-- What to do --
Copy out the lines of the material that include the string "format".

-- Extracted records --
+++

#[cfg(test)]
mod tests {
    use super::*;
    use crate::model::route::{Airline, Airport};

    fn route(airline: AirlineId, src: &str, dest: &str) -> Route {
        Route {
            airline_id: airline,
            source_airport_code: src.to_string(),
            destination_airport_code: dest.to_string(),
        }
    }

    fn airline(id: AirlineId, name: &str) -> Airline {
        Airline {
            id,
            name: name.to_string(),
            logo: None,
        }
    }

    fn airport(code: &str) -> Airport {
        Airport {
            code: code.to_string(),
            name: format!("{} Airport", code),
            lat: None,
            long: None,
        }
    }

    fn two_route_dataset() -> Dataset {
        Dataset::new(
            vec![route(1, "AAA", "BBB"), route(2, "BBB", "CCC")],
            vec![airline(1, "X"), airline(2, "Y")],
            vec![airport("AAA"), airport("BBB"), airport("CCC")],
        )
    }

    fn dataset_with_routes(count: usize) -> Dataset {
        let routes = (0..count)
            .map(|i| route(1, &format!("S{:02}", i), "HUB"))
            .collect();
        Dataset::new(routes, vec![airline(1, "X")], vec![airport("HUB")])
    }

    fn selectable<V: Clone>(rows: &[OptionRow<V>]) -> Vec<V> {
        rows.iter()
            .filter(|row| row.is_selectable)
            .map(|row| row.value.clone())
            .collect()
    }

    #[test]
    fn test_no_filter_shows_every_route() {
        let data = two_route_dataset();
        let state = FilterState::new();
        let view = RouteFilterView::new(&data, &state, PAGE_SIZE);

        let routes: Vec<Route> = view.filtered_routes().into_iter().cloned().collect();
        assert_eq!(routes, data.routes);
    }

    #[test]
    fn test_airline_filter_narrows_routes_and_airports() {
        let data = two_route_dataset();
        let state = FilterState::new().with_airline(Some(1));
        let view = RouteFilterView::new(&data, &state, PAGE_SIZE);

        assert_eq!(view.filtered_routes(), vec![&data.routes[0]]);

        let airports = view.selectable_airports();
        assert_eq!(selectable(&airports), vec!["AAA".to_string(), "BBB".to_string()]);
        assert!(!airports[2].is_selectable);
        assert_eq!(airports[2].value, "CCC");
    }

    #[test]
    fn test_airport_filter_matches_source_or_destination() {
        let data = two_route_dataset();
        let state = FilterState::new().with_airport(Some("BBB".to_string()));
        let view = RouteFilterView::new(&data, &state, PAGE_SIZE);
        assert_eq!(view.filtered_routes().len(), 2);

        let state = FilterState::new().with_airport(Some("CCC".to_string()));
        let view = RouteFilterView::new(&data, &state, PAGE_SIZE);
        assert_eq!(view.filtered_routes(), vec![&data.routes[1]]);
    }

    #[test]
    fn test_both_filters_combine() {
        let data = two_route_dataset();
        let state = FilterState::new()
            .with_airline(Some(2))
            .with_airport(Some("AAA".to_string()));
        let view = RouteFilterView::new(&data, &state, PAGE_SIZE);
        assert!(view.filtered_routes().is_empty());
        assert!(view.page_range().is_none());
    }

    #[test]
    fn test_unknown_filter_values_match_nothing() {
        let data = two_route_dataset();
        let state = FilterState::new().with_airline(Some(42));
        let view = RouteFilterView::new(&data, &state, PAGE_SIZE);
        assert!(view.filtered_routes().is_empty());

        let state = FilterState::new().with_airport(Some("ZZZ".to_string()));
        let view = RouteFilterView::new(&data, &state, PAGE_SIZE);
        assert!(view.filtered_routes().is_empty());
        assert!(!view.can_go_next());
    }

    #[test]
    fn test_filtered_routes_are_always_a_subset() {
        let data = two_route_dataset();
        let airlines = [None, Some(1), Some(2), Some(3)];
        let airports = [None, Some("AAA"), Some("BBB"), Some("CCC"), Some("ZZZ")];

        for airline in airlines {
            for code in airports {
                let state = FilterState::new()
                    .with_airline(airline)
                    .with_airport(code.map(str::to_string));
                let view = RouteFilterView::new(&data, &state, PAGE_SIZE);
                for route in view.filtered_routes() {
                    assert!(data.routes.contains(route));
                    assert!(state.matches(route));
                }
            }
        }
    }

    #[test]
    fn test_airline_options_ignore_the_airline_filter() {
        let data = two_route_dataset();
        let state = FilterState::new().with_airline(Some(1));
        let view = RouteFilterView::new(&data, &state, PAGE_SIZE);
        assert_eq!(selectable(&view.selectable_airlines()), vec![1, 2]);

        let state = FilterState::new()
            .with_airline(Some(1))
            .with_airport(Some("CCC".to_string()));
        let view = RouteFilterView::new(&data, &state, PAGE_SIZE);
        assert_eq!(selectable(&view.selectable_airlines()), vec![2]);
    }

    #[test]
    fn test_airport_options_ignore_the_airport_filter() {
        let data = two_route_dataset();
        let state = FilterState::new().with_airport(Some("AAA".to_string()));
        let view = RouteFilterView::new(&data, &state, PAGE_SIZE);
        assert_eq!(selectable(&view.selectable_airports()).len(), 3);
    }

    #[test]
    fn test_options_without_routes_are_never_selectable() {
        let mut data = two_route_dataset();
        data.airlines.push(airline(3, "Grounded"));
        data.airports.push(airport("DDD"));

        let state = FilterState::new();
        let view = RouteFilterView::new(&data, &state, PAGE_SIZE);
        assert!(!view.selectable_airlines()[2].is_selectable);
        assert!(!view.selectable_airports()[3].is_selectable);
    }

    #[test]
    fn test_option_labels_use_names() {
        let data = two_route_dataset();
        let state = FilterState::new();
        let view = RouteFilterView::new(&data, &state, PAGE_SIZE);
        assert_eq!(view.selectable_airlines()[1].label, "Y");
        assert_eq!(view.selectable_airports()[0].label, "AAA Airport");
    }

    #[test]
    fn test_setting_a_filter_resets_offset() {
        let state = FilterState {
            offset: 50,
            airline: None,
            airport: None,
        };
        assert_eq!(state.with_airline(Some(1)).offset, 0);
        assert_eq!(state.with_airport(Some("BBB".to_string())).offset, 0);
        assert_eq!(state.with_airline(None).offset, 0);
    }

    #[test]
    fn test_setting_one_filter_keeps_the_other() {
        let state = FilterState::new()
            .with_airline(Some(1))
            .with_airport(Some("BBB".to_string()));
        assert_eq!(state.airline, Some(1));
        assert_eq!(state.airport.as_deref(), Some("BBB"));
        assert!(state.is_filtered());
    }

    #[test]
    fn test_reset_is_idempotent() {
        let state = FilterState {
            offset: 25,
            airline: Some(1),
            airport: Some("AAA".to_string()),
        };
        let once = state.reset();
        let twice = once.reset();
        assert_eq!(once, twice);
        assert_eq!(once, FilterState::default());
        assert!(!once.is_filtered());
    }

    #[test]
    fn test_pagination_over_thirty_routes() {
        let data = dataset_with_routes(30);
        let state = FilterState::new();
        let view = RouteFilterView::new(&data, &state, PAGE_SIZE);

        let page = view.page();
        assert_eq!(page.len(), 25);
        assert_eq!(page[0], &data.routes[0]);
        assert_eq!(page[24], &data.routes[24]);
        assert!(!view.can_go_prev());
        assert!(view.can_go_next());
        assert_eq!(
            view.page_range(),
            Some(PageRange {
                first: 1,
                last: 25,
                total: 30
            })
        );

        let state = view.next_page();
        assert_eq!(state.offset, 25);
        let view = RouteFilterView::new(&data, &state, PAGE_SIZE);
        let page = view.page();
        assert_eq!(page.len(), 5);
        assert_eq!(page[0], &data.routes[25]);
        assert_eq!(page[4], &data.routes[29]);
        assert!(!view.can_go_next());
        assert!(view.can_go_prev());
        assert_eq!(
            view.page_range(),
            Some(PageRange {
                first: 26,
                last: 30,
                total: 30
            })
        );
    }

    #[test]
    fn test_navigation_is_guarded_at_both_ends() {
        let data = dataset_with_routes(30);
        let state = FilterState::new();
        let view = RouteFilterView::new(&data, &state, PAGE_SIZE);
        assert_eq!(view.prev_page(), state);

        let last = view.next_page();
        let view = RouteFilterView::new(&data, &last, PAGE_SIZE);
        assert_eq!(view.next_page(), last);
        assert_eq!(view.prev_page().offset, 0);
        assert_eq!(view.first_page().offset, 0);
    }

    #[test]
    fn test_exact_multiple_of_page_size_has_no_empty_trailing_page() {
        let data = dataset_with_routes(50);
        let state = FilterState::new();
        let view = RouteFilterView::new(&data, &state, PAGE_SIZE);
        let second = view.next_page();
        let view = RouteFilterView::new(&data, &second, PAGE_SIZE);
        assert_eq!(view.page().len(), 25);
        assert!(!view.can_go_next());
    }

    #[test]
    fn test_offset_stays_a_multiple_of_page_size() {
        let data = dataset_with_routes(80);
        let mut state = FilterState::new();
        for _ in 0..15 {
            state = RouteFilterView::new(&data, &state, 7).next_page();
            assert_eq!(state.offset % 7, 0);
        }
        assert_eq!(state.offset, 77);
    }

    #[test]
    fn test_offset_past_the_end_yields_an_empty_page() {
        let data = dataset_with_routes(3);
        let state = FilterState {
            offset: 50,
            airline: None,
            airport: None,
        };
        let view = RouteFilterView::new(&data, &state, PAGE_SIZE);
        assert!(view.page().is_empty());
        assert!(view.page_range().is_none());
    }

    #[test]
    fn test_zero_page_size_is_treated_as_one() {
        let data = dataset_with_routes(2);
        let state = FilterState::new();
        let view = RouteFilterView::new(&data, &state, 0);
        assert_eq!(view.page_size(), 1);
        assert_eq!(view.page().len(), 1);
        assert!(view.can_go_next());
    }
}
//! UI Components
//!
//! Each component encapsulates its own state, event handling, and rendering logic.
//! Components communicate through Actions rather than direct state mutation.

pub mod filter_dialog;
pub mod help_dialog;
pub mod layout;
pub mod route_table;
pub mod routes;

pub use filter_dialog::FilterDialog;
pub use help_dialog::HelpDialog;
pub use layout::{calculate_routes_layout, centered_popup};
pub use route_table::RouteTableComponent;
pub use routes::{draw_routes_screen, RoutesComponent, RoutesRenderContext};
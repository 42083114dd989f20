//! The immutable route dataset and its lookups

use super::route::{Airline, AirlineId, Airport, Route};
use serde::Deserialize;

/// All routes, airlines and airports the app knows about
///
/// Collections keep the order they were loaded in; that order is the
/// display order of the table and of both filter dialogs.
#[derive(Debug, Clone, Default, PartialEq, Deserialize)]
pub struct Dataset {
    #[serde(default)]
    pub routes: Vec<Route>,
    #[serde(default)]
    pub airlines: Vec<Airline>,
    #[serde(default)]
    pub airports: Vec<Airport>,
}

impl Dataset {
    pub fn new(routes: Vec<Route>, airlines: Vec<Airline>, airports: Vec<Airport>) -> Self {
        Self {
            routes,
            airlines,
            airports,
        }
    }

    /// Look up an airline by id
    pub fn airline_by_id(&self, id: AirlineId) -> Option<&Airline> {
        self.airlines.iter().find(|a| a.id == id)
    }

    /// Look up an airport by code
    pub fn airport_by_code(&self, code: &str) -> Option<&Airport> {
        self.airports.iter().find(|a| a.code == code)
    }

    /// Display name for an airline, falling back to the raw id
    pub fn airline_name(&self, id: AirlineId) -> String {
        self.airline_by_id(id)
            .map(|a| a.name.clone())
            .unwrap_or_else(|| id.to_string())
    }

    /// Display name for an airport, falling back to the raw code
    pub fn airport_name(&self, code: &str) -> String {
        self.airport_by_code(code)
            .map(|a| a.name.clone())
            .unwrap_or_else(|| code.to_string())
    }
}
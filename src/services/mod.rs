//! External data access
//!
//! Loading the route dataset from the bundled copy, a JSON file, or a
//! directory of CSV files.

pub mod dataset;

pub use dataset::{bundled, load, validate};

+++

-- Task output --
            name: format!("{} Airport", code),
            .map(|i| route(1, &format!("S{:02}", i), "HUB"))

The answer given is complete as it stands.